Veto of federal public works bill
March 3, 1817
To the House of Representatives of the United States:

Having considered the bill this day presented to me entitled "An act to set apart and pledge certain funds for internal improvements," and which sets apart and pledges funds "for constructing roads and canals, and improving the navigation of water courses, in order to facilitate, promote, and give security to internal commerce among the several States, and to render more easy and less expensive the means and provisions for the common defense," I am constrained by the insuperable difficulty I feel in reconciling the bill with the Constitution of the United States to return it with that objection to the House of Representatives, in which it originated.

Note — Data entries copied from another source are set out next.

use std::cell::RefCell;
use std::fmt::Debug;
use std::hash::Hash;
use std::io::Write;

use bytes::Bytes;
use fnv::FnvHashSet;
use kiln_util::by_ptr::ByPtr;
use once_cell::unsync::OnceCell;

use crate::dispatch::{Arity, Intrinsic, Method, VTable, VTableEntry};
use crate::error::RuntimeError;
use crate::gc::{Gc, TypeId};
use crate::prelude;
use crate::value::{Array, Instance, Str, Val};

/// Type ids of the builtin types, as assigned by the code generator.
#[derive(Debug, Clone, Copy, PartialEq, Eq)]
pub struct BuiltinTypes {
    pub none: TypeId,
    pub int: TypeId,
    pub float: TypeId,
    pub bool: TypeId,
    pub string: TypeId,
    pub array: TypeId,
}

impl BuiltinTypes {
    /// Number of builtin types.
    pub const COUNT: usize = 6;

    /// The builtin types numbered `0..COUNT` in declaration order.
    pub const DEFAULT: BuiltinTypes = BuiltinTypes {
        none: TypeId::new(0),
        int: TypeId::new(1),
        float: TypeId::new(2),
        bool: TypeId::new(3),
        string: TypeId::new(4),
        array: TypeId::new(5),
    };

    pub(crate) fn named(&self) -> [(&'static str, TypeId); Self::COUNT] {
        [
            ("None", self.none),
            ("Int", self.int),
            ("Float", self.float),
            ("Bool", self.bool),
            ("String", self.string),
            ("Array", self.array),
        ]
    }

    /// Check that every id fits in a table of `num_types` and no two builtins share one.
    fn validate(&self, num_types: usize) -> Result<(), RuntimeError> {
        let named = self.named();
        for (i, &(name, type_id)) in named.iter().enumerate() {
            if type_id.index() >= num_types {
                return Err(RuntimeError::TypeOutOfRange { type_id, num_types });
            }
            if let Some(&(first, _)) = named[..i].iter().find(|(_, id)| *id == type_id) {
                return Err(RuntimeError::SharedBuiltinId {
                    type_id,
                    first,
                    second: name,
                });
            }
        }
        Ok(())
    }
}

/// Assembles a [`Runtime`].
///
/// Creating the builder allocates the dispatch table; [`RuntimeBuilder::build`] runs the
/// bootstrap entrypoint and freezes the table. Code-generator-defined types are registered in
/// between.
pub struct RuntimeBuilder {
    types: BuiltinTypes,
    vtable: VTable,
    output: Option<Box<dyn Write>>,
}

impl RuntimeBuilder {
    /// Allocate a dispatch table for `num_types` types.
    pub fn new(num_types: usize, types: BuiltinTypes) -> Result<Self, RuntimeError> {
        types.validate(num_types)?;
        Ok(RuntimeBuilder {
            types,
            vtable: VTable::init(num_types),
            output: None,
        })
    }

    /// Register the methods of a code-generator-defined type.
    pub fn register(mut self, type_id: TypeId, entry: VTableEntry) -> Result<Self, RuntimeError> {
        self.vtable.register(type_id, entry)?;
        Ok(self)
    }

    /// Send `println` output to `output` instead of stdout.
    pub fn output(mut self, output: impl Write + 'static) -> Self {
        self.output = Some(Box::new(output));
        self
    }

    /// Register the builtin types and freeze the dispatch table.
    pub fn build(self) -> Result<Runtime, RuntimeError> {
        let RuntimeBuilder {
            types,
            mut vtable,
            output,
        } = self;
        prelude::entrypoint(&mut vtable, &types)?;
        tracing::debug!(
            num_types = vtable.len(),
            registered = vtable.iter().count(),
            "runtime ready"
        );

        Ok(Runtime {
            types,
            vtable,
            none: OnceCell::new(),
            bool_true: OnceCell::new(),
            bool_false: OnceCell::new(),
            literals: Literals::default(),
            rendering: RefCell::new(FnvHashSet::default()),
            hashing: RefCell::new(FnvHashSet::default()),
            comparing: RefCell::new(FnvHashSet::default()),
            output: RefCell::new(output.unwrap_or_else(|| Box::new(std::io::stdout()))),
        })
    }
}

/// Pooled strings returned by the `toString` of `None` and `Bool`.
#[derive(Default)]
struct Literals {
    none: OnceCell<Gc<Str>>,
    true_: OnceCell<Gc<Str>>,
    false_: OnceCell<Gc<Str>>,
}

/// The runtime context every generated program runs against.
///
/// It owns the dispatch table and the singleton values. After [`RuntimeBuilder::build`] the
/// table never changes. Singletons are created lazily on first use.
///
/// A `Runtime` and all values made from it stay on one thread.
pub struct Runtime {
    types: BuiltinTypes,
    vtable: VTable,

    none: OnceCell<Gc<()>>,
    bool_true: OnceCell<Gc<bool>>,
    bool_false: OnceCell<Gc<bool>>,
    literals: Literals,

    /// Arrays whose `toString` is currently on the call stack.
    rendering: RefCell<FnvHashSet<ByPtr<Gc<Array>>>>,
    /// Arrays whose `hash` is currently on the call stack.
    hashing: RefCell<FnvHashSet<ByPtr<Gc<Array>>>>,
    /// Pairs of arrays whose `eq` is currently on the call stack.
    comparing: RefCell<FnvHashSet<(ByPtr<Gc<Array>>, ByPtr<Gc<Array>>)>>,

    output: RefCell<Box<dyn Write>>,
}

static_assertions::assert_not_impl_any!(Runtime: Send, Sync);

impl Runtime {
    /// A runtime with the builtin types only, numbered as in [`BuiltinTypes::DEFAULT`].
    pub fn with_builtins() -> Result<Runtime, RuntimeError> {
        RuntimeBuilder::new(BuiltinTypes::COUNT, BuiltinTypes::DEFAULT)?.build()
    }

    pub fn types(&self) -> &BuiltinTypes {
        &self.types
    }

    pub fn vtable(&self) -> &VTable {
        &self.vtable
    }

    // ====== Constructors ======

    /// The `None` singleton.
    pub fn make_none(&self) -> Val {
        Val::None(
            self.none
                .get_or_init(|| Gc::new(self.types.none, ()))
                .clone(),
        )
    }

    /// One of the two `Bool` singletons.
    pub fn make_bool(&self, value: bool) -> Val {
        let cell = if value {
            &self.bool_true
        } else {
            &self.bool_false
        };
        Val::Bool(cell.get_or_init(|| Gc::new(self.types.bool, value)).clone())
    }

    pub fn make_int(&self, value: i64) -> Val {
        Val::Int(Gc::new(self.types.int, value))
    }

    pub fn make_float(&self, value: f64) -> Val {
        Val::Float(Gc::new(self.types.float, value))
    }

    /// A new string holding `bytes`.
    pub fn make_string(&self, bytes: impl Into<Bytes>) -> Gc<Str> {
        Gc::new(self.types.string, Str::new(bytes.into()))
    }

    /// A new string holding `a` followed by `b`.
    pub fn concat_strings(&self, a: &Str, b: &Str) -> Gc<Str> {
        let mut buf = Vec::with_capacity(a.len() + b.len());
        buf.extend_from_slice(a.as_bytes());
        buf.extend_from_slice(b.as_bytes());
        self.make_string(buf)
    }

    /// A new array with `capacity` slots, the first `length` of which are live.
    ///
    /// Live slots start out as `None`; generated code fills them with [`Array::set`] before
    /// reading them. A `capacity` below `length` is raised to `length`.
    pub fn make_array_with_capacity(&self, length: usize, capacity: usize) -> Gc<Array> {
        let slots = vec![self.make_none(); capacity.max(length)];
        self.alloc_array(slots, length)
    }

    /// A new array holding `items`.
    pub fn make_array(&self, items: impl IntoIterator<Item = Val>) -> Gc<Array> {
        let mut slots = items.into_iter().collect::<Vec<_>>();
        let len = slots.len();
        if slots.is_empty() {
            slots.push(self.make_none());
        }
        self.alloc_array(slots, len)
    }

    pub(crate) fn alloc_array(&self, slots: Vec<Val>, len: usize) -> Gc<Array> {
        Gc::new(self.types.array, Array::from_slots(slots, len))
    }

    /// A new record of the code-generator-defined type `type_id`.
    pub fn make_instance(&self, type_id: TypeId, fields: Vec<Val>) -> Gc<Instance> {
        Gc::new(type_id, Instance::new(fields))
    }

    pub(crate) fn literal_none(&self) -> Gc<Str> {
        self.literals
            .none
            .get_or_init(|| self.make_string("None"))
            .clone()
    }

    pub(crate) fn literal_bool(&self, value: bool) -> Gc<Str> {
        if value {
            self.literals
                .true_
                .get_or_init(|| self.make_string("true"))
                .clone()
        } else {
            self.literals
                .false_
                .get_or_init(|| self.make_string("false"))
                .clone()
        }
    }

    // ====== Dispatch ======

    fn lookup(&self, receiver: &Val, slot: usize) -> Result<Option<&Method>, RuntimeError> {
        let type_id = receiver.type_id();
        let entry = self.vtable.entry(type_id)?;
        let method = entry.method(slot);
        tracing::trace!(
            %type_id,
            type_name = entry.name(),
            slot,
            method = method.map(Method::name),
            "dispatch"
        );
        Ok(method)
    }

    fn missing(&self, receiver: &Val, slot: usize) -> RuntimeError {
        let type_name = self
            .vtable
            .entry(receiver.type_id())
            .map(|e| e.name().to_owned())
            .unwrap_or_else(|_| receiver.type_id().to_string());
        RuntimeError::MissingMethod { type_name, slot }
    }

    /// Call the method in `slot` of the receiver's type. `args[0]` is the receiver.
    pub fn call_method(&self, slot: usize, args: &[Val]) -> Result<Val, RuntimeError> {
        let receiver = args.first().ok_or_else(|| RuntimeError::Arity {
            name: format!("<slot {}>", slot),
            arity: Arity::at_least(1),
            given: 0,
        })?;
        match self.lookup(receiver, slot)? {
            Some(method) => method.call(self, args),
            None => Err(self.missing(receiver, slot)),
        }
    }

    /// Convert any value to a string through its `toString` slot.
    pub fn call_to_string(&self, value: &Val) -> Result<Gc<Str>, RuntimeError> {
        let slot = Intrinsic::ToString.slot();
        let method = self
            .lookup(value, slot)?
            .ok_or_else(|| self.missing(value, slot))?;
        method
            .call(self, std::slice::from_ref(value))?
            .try_into_string()
            .map_err(|ret| RuntimeError::Return {
                name: method.name().to_owned(),
                expected: "String",
                found: ret.type_id(),
            })
    }

    /// Compare two values through the `eq` slot of `a`.
    ///
    /// The same instance is always equal to itself, and values of different types are never
    /// equal. A type without an `eq` method compares by identity.
    pub fn call_eq(&self, a: &Val, b: &Val) -> Result<bool, RuntimeError> {
        if a.ptr_eq(b) {
            return Ok(true);
        }
        if a.type_id() != b.type_id() {
            return Ok(false);
        }
        let method = match self.lookup(a, Intrinsic::Eq.slot())? {
            Some(method) => method,
            None => return Ok(false),
        };
        let ret = method.call(self, &[a.clone(), b.clone()])?;
        ret.as_bool().ok_or_else(|| RuntimeError::Return {
            name: method.name().to_owned(),
            expected: "Bool",
            found: ret.type_id(),
        })
    }

    /// Hash a value through its `hash` slot.
    ///
    /// A type without a `hash` method hashes by identity, which agrees with the identity
    /// fallback of [`Runtime::call_eq`].
    pub fn call_hash(&self, value: &Val) -> Result<i64, RuntimeError> {
        let method = match self.lookup(value, Intrinsic::Hash.slot())? {
            Some(method) => method,
            None => return Ok(prelude::identity_hash(value)),
        };
        let ret = method.call(self, std::slice::from_ref(value))?;
        ret.as_int().ok_or_else(|| RuntimeError::Return {
            name: method.name().to_owned(),
            expected: "Int",
            found: ret.type_id(),
        })
    }

    // ====== Rendering ======

    /// Render an array as `[a, b, c]`, converting each element through the dispatch table.
    ///
    /// The element strings are produced first, then the result is written into a buffer of the
    /// exact final size. An array that is already being rendered further up the stack renders
    /// as `[...]`.
    pub(crate) fn render_array(&self, array: &Gc<Array>) -> Result<Gc<Str>, RuntimeError> {
        let items = array.to_vec();
        if items.is_empty() {
            return Ok(self.make_string("[]"));
        }

        let reprs = match guarded(&self.rendering, ByPtr::new(array.clone()), || {
            items
                .iter()
                .map(|item| self.call_to_string(item))
                .collect::<Result<Vec<_>, _>>()
        }) {
            Some(reprs) => reprs?,
            None => return Ok(self.make_string("[...]")),
        };

        // brackets, items, and ", " between each pair of items
        let total = 2 + reprs.iter().map(|s| s.len()).sum::<usize>() + 2 * (reprs.len() - 1);
        let mut buf = Vec::with_capacity(total);
        buf.push(b'[');
        for (i, repr) in reprs.iter().enumerate() {
            if i > 0 {
                buf.extend_from_slice(b", ");
            }
            buf.extend_from_slice(repr.as_bytes());
        }
        buf.push(b']');
        debug_assert_eq!(buf.len(), total, "array repr size was miscalculated");

        Ok(self.make_string(buf))
    }

    /// Run `f` unless `array` is already being hashed further up the stack.
    pub(crate) fn guard_hash<R>(&self, array: &Gc<Array>, f: impl FnOnce() -> R) -> Option<R> {
        guarded(&self.hashing, ByPtr::new(array.clone()), f)
    }

    /// Run `f` unless `a` is already being compared with `b` further up the stack.
    pub(crate) fn guard_eq<R>(
        &self,
        a: &Gc<Array>,
        b: &Gc<Array>,
        f: impl FnOnce() -> R,
    ) -> Option<R> {
        let key = (ByPtr::new(a.clone()), ByPtr::new(b.clone()));
        guarded(&self.comparing, key, f)
    }

    pub(crate) fn with_output<R>(&self, f: impl FnOnce(&mut dyn Write) -> R) -> R {
        let mut output = self.output.borrow_mut();
        f(&mut **output)
    }
}

/// Run `f` with `key` marked as in progress in `set`. Returns `None` without running `f` if the
/// key is already marked.
fn guarded<K: Hash + Eq + Clone, R>(
    set: &RefCell<FnvHashSet<K>>,
    key: K,
    f: impl FnOnce() -> R,
) -> Option<R> {
    if !set.borrow_mut().insert(key.clone()) {
        return None;
    }
    let ret = f();
    set.borrow_mut().remove(&key);
    Some(ret)
}

impl Debug for Runtime {
    fn fmt(&self, f: &mut std::fmt::Formatter<'_>) -> std::fmt::Result {
        f.debug_struct("Runtime")
            .field("types", &self.types)
            .field("vtable", &self.vtable)
            .finish_non_exhaustive()
    }
}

The legislative powers vested in Congress are specified and enumerated in the eighth section of the first article of the Constitution, and it does not appear that the power proposed to be exercised by the bill is among the enumerated powers, or that it falls by any just interpretation with the power to make laws necessary and proper for carrying into execution those or other powers vested by the Constitution in the Government of the United States.

"The power to regulate commerce among the several States" can not include a power to construct roads and canals, and to improve the navigation of water courses in order to facilitate, promote, and secure such commerce without a latitude of construction departing from the ordinary import of the terms strengthened by the known inconveniences which doubtless led to the grant of this remedial power to Congress.

To refer the power in question to the clause "to provide for common defense and general welfare" would be contrary to the established and consistent rules of interpretation, as rendering the special and careful enumeration of powers which follow the clause nugatory and improper. Such a view of the Constitution would have the effect of giving to Congress a general power of legislation instead of the defined and limited one hitherto understood to belong to them, the terms "common defense and general welfare" embracing every object and act within the purview of a legislative trust. It would have the effect of subjecting both the Constitution and laws of the several States in all cases not specifically exempted to be superseded by laws of Congress, it being expressly declared "that the Constitution of the United States and laws made in pursuance thereof shall be the supreme law of the land, and the judges of every state shall be bound thereby, anything in the constitution or laws of any State to the contrary notwithstanding." Such a view of the Constitution, finally, would have the effect of excluding the judicial authority of the United States from its participation in guarding the boundary between the legislative powers of the General and the State Governments, inasmuch as questions relating to the general welfare, being questions of policy and expediency, are unsusceptible of judicial cognizance and decision.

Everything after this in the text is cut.